Connecticut Superior Court Judicial District of Fairfield at Bridgeport
Oct 29, 2008
2008 Ct. Sup. 17188 (Conn. Super. Ct. 2008)

Opinion

No. CV08 501 41 79 S

October 29, 2008


MEMORANDUM OF DECISION


The plaintiffs, Brion and Kristen Tierney (the Tierneys), filed a three-count revised complaint on June 3, 2008, against the defendants, Renaud Morin Siding, Inc., (Renaud) and Elite Excavation, LLC (Elite). The plaintiffs allege the following relevant facts. On October 20, 2004, the Tierneys entered into an agreement with Eric Murray and REM Architectural Services, LLC (REM), as general contractor, to renovate the Tierneys' residence. On or before February 28, 2005, REM hired Renaud as a subcontractor for the installation of cedar siding. The siding was installed by Renaud using finish staples and rust staining developed on the siding sometime thereafter. A home inspector determined that the siding was improperly installed and affixed with improper fasteners. Renaud breached an implied warranty to install the siding in a skillful and workmanlike manner resulting in damages which include the cost of replacing the siding, damage to the interior structure during replacement and emotional distress for "witnessing the deterioration of their family residence." The Tierneys also allege that in doing this Renaud breached an express warranty to REM to complete the work in a "substantial workmanlike manner," and is thereby liable to the Tierneys as "third-party beneficiaries of the express warranty."

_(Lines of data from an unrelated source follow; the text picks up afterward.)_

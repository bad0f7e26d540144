use super::backend::{FilePick, SelectedFile, UploadBackend, UploadError, UploadReceipt};
use super::format::format_file_size;
use super::policy::UploadPolicy;
use crate::types::NoticeKind;
use std::future::Future;
use tracing::{error, info, warn};

pub const SELECTED_MESSAGE: &str = "File selected successfully!";
pub const NO_FILE_MESSAGE: &str = "Error: no file selected.";
pub const READ_ERROR_MESSAGE: &str = "Error: the selected file could not be read.";
pub const SUCCESS_MESSAGE: &str = "File uploaded and processed successfully!";
pub const UNREACHABLE_MESSAGE: &str =
    "Error: backend is not available. Configure the server first.";
pub const UPLOAD_LABEL: &str = "Upload to database";
pub const UPLOADING_LABEL: &str = "Uploading...";

pub trait UploadSurface {
    fn show_message(&mut self, text: &str, kind: NoticeKind);
    fn hide_message(&mut self);
    fn show_file_info(&mut self, name: &str, size_label: &str);
    fn hide_file_info(&mut self);
    /// Forget whatever the file picker currently holds.
    fn clear_picker(&mut self);
    fn set_upload_enabled(&mut self, enabled: bool);
    fn set_upload_label(&mut self, label: &str);
}

#[derive(Debug, Clone, PartialEq, Eq)]
pub enum UploadOutcome {
    NothingSelected,
    Uploaded(UploadReceipt),
    Failed,
}

pub struct UploadController<B> {
    backend: B,
    policy: UploadPolicy,
    selected: Option<SelectedFile>,
}

impl<B: UploadBackend> UploadController<B> {
    pub fn new(backend: B, policy: UploadPolicy) -> Self {
        Self {
            backend,
            policy,
            selected: None,
        }
    }

    pub fn selected(&self) -> Option<&SelectedFile> {
        self.selected.as_ref()
    }

    pub fn policy(&self) -> &UploadPolicy {
        &self.policy
    }

    /// Returns whether the file became the pending upload.
    ///
    /// `load` only runs once the name and size pass the policy, so an
    /// oversized pick is never read into memory.
    pub async fn select_file<S, F, Fut>(
        &mut self,
        surface: &mut S,
        pick: Option<FilePick>,
        load: F,
    ) -> bool
    where
        S: UploadSurface,
        F: FnOnce() -> Fut,
        Fut: Future<Output = Option<Vec<u8>>>,
    {
        surface.hide_message();
        let Some(pick) = pick else {
            return false;
        };

        if let Err(err) = self.policy.check(&pick.name, pick.size) {
            warn!(name = %pick.name, size = pick.size, %err, "rejected file selection");
            surface.show_message(&err.to_string(), NoticeKind::Error);
            self.reset_selection(surface);
            return false;
        }

        let Some(data) = load().await else {
            self.report_unreadable(surface);
            return false;
        };
        let file = SelectedFile::new(pick.name, data);
        // The picker's size can be stale by the time the bytes are read.
        if let Err(err) = self.policy.check(&file.name, file.size) {
            warn!(name = %file.name, size = file.size, %err, "file grew past the limit");
            surface.show_message(&err.to_string(), NoticeKind::Error);
            self.reset_selection(surface);
            return false;
        }

        surface.show_file_info(&file.name, &format_file_size(file.size));
        surface.set_upload_enabled(true);
        surface.show_message(SELECTED_MESSAGE, NoticeKind::Info);
        self.selected = Some(file);
        true
    }

    /// The picker reported a file whose metadata or contents are unavailable.
    pub fn report_unreadable<S: UploadSurface>(&mut self, surface: &mut S) {
        warn!("selected file could not be read");
        surface.show_message(READ_ERROR_MESSAGE, NoticeKind::Error);
        self.reset_selection(surface);
    }

    pub async fn submit<S: UploadSurface>(&mut self, surface: &mut S) -> UploadOutcome {
        let Some(file) = self.selected.as_ref() else {
            surface.show_message(NO_FILE_MESSAGE, NoticeKind::Error);
            return UploadOutcome::NothingSelected;
        };

        surface.set_upload_enabled(false);
        surface.set_upload_label(UPLOADING_LABEL);

        let outcome = match self.backend.upload(file).await {
            Ok(receipt) => {
                info!(
                    name = %file.name,
                    rows = ?receipt.rows_processed,
                    "upload processed"
                );
                surface.show_message(SUCCESS_MESSAGE, NoticeKind::Success);
                self.reset_selection(surface);
                UploadOutcome::Uploaded(receipt)
            }
            Err(err) => {
                error!(%err, "upload failed");
                let text = match &err {
                    UploadError::Connection(_) => UNREACHABLE_MESSAGE.to_string(),
                    other => format!("Error uploading file: {other}"),
                };
                surface.show_message(&text, NoticeKind::Error);
                surface.set_upload_enabled(true);
                UploadOutcome::Failed
            }
        };

        surface.set_upload_label(UPLOAD_LABEL);
        outcome
    }

    fn reset_selection<S: UploadSurface>(&mut self, surface: &mut S) {
        self.selected = None;
        surface.clear_picker();
        surface.hide_file_info();
        surface.set_upload_enabled(false);
    }
}
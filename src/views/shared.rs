use std::path::Path;
use time::{OffsetDateTime, UtcOffset, format_description::FormatItem, macros::format_description};

const MESSAGE_TIME_FORMAT: &[FormatItem<'static>] =
    format_description!("[hour repr:12 padding:zero]:[minute padding:zero] [period case:upper]");

/// Desktop file pickers hand back full paths; the page only shows the name.
pub fn display_file_name(path: &str) -> String {
    Path::new(path)
        .file_name()
        .and_then(|name| name.to_str())
        .unwrap_or(path)
        .to_string()
}

pub fn format_message_timestamp(timestamp: Option<OffsetDateTime>) -> Option<String> {
    let mut datetime = timestamp?;
    if let Ok(offset) = UtcOffset::current_local_offset() {
        datetime = datetime.to_offset(offset);
    }
    datetime.format(MESSAGE_TIME_FORMAT).ok()
}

Renaud is the only moving defendant for the motion for summary judgment at issue.

The Tierneys further allege that Elite breached an implied warranty to perform the excavation in a workmanlike manner. This allegation, however, is unrelated to the pending motion for summary judgment filed by Renaud.

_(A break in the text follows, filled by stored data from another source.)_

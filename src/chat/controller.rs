use super::backend::{ChatBackend, ChatRequest, ChatResult};
use super::stream::{EventParser, StreamEvent};
use crate::types::Role;
use futures::StreamExt;
use std::ops::{ControlFlow, Deref, DerefMut};
use tracing::{debug, error, warn};

pub const GREETING: &str = "Hello! I'm the Portal TCC assistant. I can answer questions about the CSV data loaded into the system. How can I help?";
pub const FALLBACK_REPLY: &str = "No response could be generated.";
pub const CONNECTION_ERROR: &str =
    "Error communicating with the server. Check that the backend is running.";

/// What the chat page has to offer the controller.
pub trait ChatSurface {
    /// Add a bubble and return its index for later updates.
    fn append_message(&mut self, role: Role, text: &str) -> usize;
    fn set_message_text(&mut self, index: usize, text: &str);
    fn show_typing(&mut self);
    /// Must be a no-op when no indicator is shown.
    fn hide_typing(&mut self);
    fn scroll_to_bottom(&mut self);
    fn set_input_enabled(&mut self, enabled: bool);
    fn clear_input(&mut self);
    fn focus_input(&mut self);
    fn clear_messages(&mut self);
}

/// Keeps the input disabled while alive. Dropping it (on any path, including
/// a cancelled future) re-enables and focuses the input.
pub struct InputLock<'a, S: ChatSurface> {
    surface: &'a mut S,
}

impl<'a, S: ChatSurface> InputLock<'a, S> {
    pub fn acquire(surface: &'a mut S) -> Self {
        surface.set_input_enabled(false);
        Self { surface }
    }
}

impl<S: ChatSurface> Deref for InputLock<'_, S> {
    type Target = S;

    fn deref(&self) -> &S {
        self.surface
    }
}

impl<S: ChatSurface> DerefMut for InputLock<'_, S> {
    fn deref_mut(&mut self) -> &mut S {
        self.surface
    }
}

impl<S: ChatSurface> Drop for InputLock<'_, S> {
    fn drop(&mut self) {
        self.surface.set_input_enabled(true);
        self.surface.focus_input();
    }
}

#[derive(Clone, Debug, PartialEq, Eq)]
pub enum SendOutcome {
    /// Blank input, nothing sent.
    Ignored,
    Completed { reply: String },
    /// The stream ended with an `event: error` from the server.
    ServerError { reply: String, message: String },
    /// Connection, status or read failure.
    Failed,
}

#[derive(Debug, Default)]
struct StreamedReply {
    text: String,
    server_error: Option<String>,
}

pub struct ChatController<B> {
    backend: B,
    session: Option<String>,
}

impl<B: ChatBackend> ChatController<B> {
    pub fn new(backend: B) -> Self {
        Self {
            backend,
            session: None,
        }
    }

    pub fn session(&self) -> Option<&str> {
        self.session.as_deref()
    }

    pub fn backend(&self) -> &B {
        &self.backend
    }

    pub async fn send_message<S: ChatSurface>(&mut self, surface: &mut S, text: &str) -> SendOutcome {
        let message = text.trim();
        if message.is_empty() {
            return SendOutcome::Ignored;
        }

        surface.clear_input();
        let mut view = InputLock::acquire(surface);
        view.append_message(Role::User, message);
        view.show_typing();

        match self.stream_reply(&mut *view, message).await {
            Ok(StreamedReply {
                text,
                server_error: None,
            }) => SendOutcome::Completed { reply: text },
            Ok(StreamedReply {
                text,
                server_error: Some(reason),
            }) => {
                warn!(%reason, "server reported a stream error");
                view.append_message(Role::Error, &reason);
                SendOutcome::ServerError {
                    reply: text,
                    message: reason,
                }
            }
            Err(err) => {
                error!(%err, "chat request failed");
                view.hide_typing();
                view.append_message(Role::Error, CONNECTION_ERROR);
                SendOutcome::Failed
            }
        }
    }

    async fn stream_reply<S: ChatSurface>(
        &mut self,
        surface: &mut S,
        message: &str,
    ) -> ChatResult<StreamedReply> {
        let request = ChatRequest {
            message: message.to_string(),
            session_id: self.session.clone(),
        };
        let mut body = self.backend.open_stream(&request).await?;

        surface.hide_typing();
        let bubble = surface.append_message(Role::Bot, "");
        let mut parser = EventParser::new();
        let mut reply = StreamedReply::default();
        let mut terminated = false;

        'read: while let Some(chunk) = body.next().await {
            let chunk = chunk?;
            for event in parser.feed(&chunk) {
                if self.apply(event, surface, bubble, &mut reply).is_break() {
                    terminated = true;
                    break 'read;
                }
            }
        }

        if !terminated {
            for event in parser.finish() {
                if self.apply(event, surface, bubble, &mut reply).is_break() {
                    break;
                }
            }
        }

        if reply.text.is_empty() {
            surface.set_message_text(bubble, FALLBACK_REPLY);
        }
        Ok(reply)
    }

    fn apply<S: ChatSurface>(
        &mut self,
        event: StreamEvent,
        surface: &mut S,
        bubble: usize,
        reply: &mut StreamedReply,
    ) -> ControlFlow<()> {
        match event {
            StreamEvent::Token(piece) => {
                reply.text.push_str(&piece);
                surface.set_message_text(bubble, &reply.text);
                surface.scroll_to_bottom();
                ControlFlow::Continue(())
            }
            StreamEvent::SessionAssigned(id) => {
                debug!(session_id = %id, "session assigned");
                self.session = Some(id);
                ControlFlow::Continue(())
            }
            StreamEvent::Done => ControlFlow::Break(()),
            StreamEvent::Error(message) => {
                reply.server_error = Some(message);
                ControlFlow::Break(())
            }
        }
    }

    /// Forget the conversation locally and, if there is one, remotely.
    pub async fn clear_session<S: ChatSurface>(&mut self, surface: &mut S) {
        if let Some(id) = self.session.take() {
            self.backend.discard_session(&id).await;
        }
        surface.clear_messages();
        surface.append_message(Role::Bot, GREETING);
        surface.focus_input();
    }
}
use crate::config::Settings;
use async_trait::async_trait;
use futures::StreamExt;
use futures::stream::BoxStream;
use reqwest::{Client, Url};
use serde::Serialize;
use tracing::debug;

#[derive(Debug, thiserror::Error)]
pub enum ChatError {
    #[error("request failed: {0}")]
    Http(#[from] reqwest::Error),

    #[error("server error {status}: {body}")]
    Status { status: u16, body: String },
}

pub type ChatResult<T> = Result<T, ChatError>;

/// Raw response body, chunked as the transport delivers it.
pub type ByteStream = BoxStream<'static, ChatResult<Vec<u8>>>;

#[derive(Clone, Debug, PartialEq, Serialize)]
pub struct ChatRequest {
    pub message: String,
    pub session_id: Option<String>,
}

#[async_trait]
pub trait ChatBackend: Send + Sync {
    /// Start a streamed reply. Non-2xx statuses are errors.
    async fn open_stream(&self, request: &ChatRequest) -> ChatResult<ByteStream>;

    /// Ask the backend to forget a session.
    ///
    /// Best-effort: failures are logged and swallowed, never retried.
    async fn discard_session(&self, session_id: &str);
}

#[derive(Clone)]
pub struct HttpChatBackend {
    client: Client,
    api_base: String,
}

impl HttpChatBackend {
    pub fn new(api_base: impl Into<String>) -> Self {
        let api_base = api_base.into().trim_end_matches('/').to_string();
        Self {
            client: Client::new(),
            api_base,
        }
    }

    pub fn from_settings(settings: &Settings) -> Self {
        Self::new(settings.chat_api_base.clone())
    }

    pub fn api_base(&self) -> &str {
        &self.api_base
    }

    /// `{api_base}/session/{id}` with the id escaped as a single path segment.
    fn session_url(&self, session_id: &str) -> Option<Url> {
        let mut url = Url::parse(&self.api_base).ok()?;
        url.path_segments_mut()
            .ok()?
            .pop_if_empty()
            .push("session")
            .push(session_id);
        Some(url)
    }
}

#[async_trait]
impl ChatBackend for HttpChatBackend {
    async fn open_stream(&self, request: &ChatRequest) -> ChatResult<ByteStream> {
        let response = self
            .client
            .post(format!("{}/stream", self.api_base))
            .header("accept", "text/event-stream")
            .json(request)
            .send()
            .await?;
        let status = response.status();
        if !status.is_success() {
            let body = response.text().await.unwrap_or_default();
            return Err(ChatError::Status {
                status: status.as_u16(),
                body,
            });
        }

        Ok(response
            .bytes_stream()
            .map(|item| item.map(|bytes| bytes.to_vec()).map_err(ChatError::from))
            .boxed())
    }

    async fn discard_session(&self, session_id: &str) {
        let Some(url) = self.session_url(session_id) else {
            debug!(session_id, api_base = %self.api_base, "cannot build session url, skipping teardown");
            return;
        };
        match self.client.delete(url).send().await {
            Ok(response) => debug!(session_id, status = %response.status(), "session discarded"),
            Err(err) => debug!(session_id, %err, "session teardown failed, ignoring"),
        }
    }
}

#[cfg(test)]
mod tests {
    use super::*;

    #[test]
    fn request_serializes_null_session() {
        let request = ChatRequest {
            message: "oi".to_string(),
            session_id: None,
        };
        assert_eq!(
            serde_json::to_value(&request).unwrap(),
            serde_json::json!({ "message": "oi", "session_id": null })
        );
    }

    #[test]
    fn strips_trailing_slash_from_base() {
        let backend = HttpChatBackend::new("http://localhost:8000/api/chat/");
        assert_eq!(backend.api_base(), "http://localhost:8000/api/chat");
    }

    #[test]
    fn session_id_is_escaped_as_one_segment() {
        let backend = HttpChatBackend::new("http://localhost:8000/api/chat/");
        let url = backend.session_url("a/b?c#d").unwrap();
        assert_eq!(
            url.as_str(),
            "http://localhost:8000/api/chat/session/a%2Fb%3Fc%23d"
        );
        assert_eq!(url.query(), None);
    }

    #[test]
    fn unparsable_base_has_no_session_url() {
        let backend = HttpChatBackend::new("not a url");
        assert!(backend.session_url("abc").is_none());
    }
}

Renaud filed its answer to the Tierneys' revised complaint with special defenses. In its first special defense to counts one and two, Renaud argues that the doctrine of res judicata applies in the present matter to bar the action. Renaud alleges that in 2006 the Tierneys sued Eric Murray and REM for breach of contract in Superior Court, docket number FBT CV 06 5002655 S, and the "[p]laintiffs' claim for damages for alleged defects in the cedar siding was raised in the pleadings." Renaud further alleges that the Superior Court had jurisdiction over all parties in that matter, REM was in privity of contract with Renaud related to a contract for the cedar siding at issue, the matter was stayed and submitted to arbitration and the arbitrator held a hearing on the merits, which included an examination of Renaud Morin on behalf of the corporation. Renaud alleges that the arbitrator issued a decision which determined the Tierneys' claim for alleged defects in the cedar siding, the Superior Court affirmed the arbitration award and judgment was thereby rendered on the merits, which became final and was satisfied on December 4, 2007. The Tierneys filed a reply to Renaud's special defenses, "denying each and every allegation set forth in the first, second and third special defenses."

Renaud has filed this motion for summary judgment, arguing that "[t]here is no genuine issue of material fact that the plaintiffs' siding defect claims against Renaud Morin Siding, Inc., arise out of the same transaction, would entail the presentation of the same evidence and involve infringement of the same rights as a prior valid, final judgment on the merits rendered by a court of competent jurisdiction. Res judicata [and/or] collateral estoppel bars this action. The defendant, Renaud Morin Siding, Inc., is entitled to judgment as a matter of law."

Practice Book § 17-49 "provides that summary judgment shall be rendered forthwith if the pleadings, affidavits and any other proof submitted show that there is no genuine issue as to any material fact and that the moving party is entitled to judgment as a matter of law . . . In deciding a motion for summary judgment, the trial court must view the evidence in the light most favorable to the nonmoving party . . . The party seeking summary judgment has the burden of showing the absence of any genuine issue [of] material facts which, under applicable principles of substantive law, entitle him to judgment as a matter of law . . . and the party opposing such a motion must provide an evidentiary foundation to demonstrate the existence of a genuine issue of material fact." (Citations omitted; internal quotation marks omitted.) Barrett v. Montesano, 269 Conn. 787, 791-92, 849 A.2d 839 (2004). "A material fact has been defined adequately and simply as a fact which will make a difference in the result of the case." Buell Industries, Inc. v. Greater New York Mutual Ins. Co., 259 Conn. 527, 556, 791 A.2d 489 (2002). "[S]ummary judgment is an appropriate vehicle for raising a claim of res judicata . . ." (Citations omitted.) Joe's Pizza, Inc. v. Aetna Life Casualty Co., 236 Conn. 863, 867 n. 8, 675 A.2d 441 (1996).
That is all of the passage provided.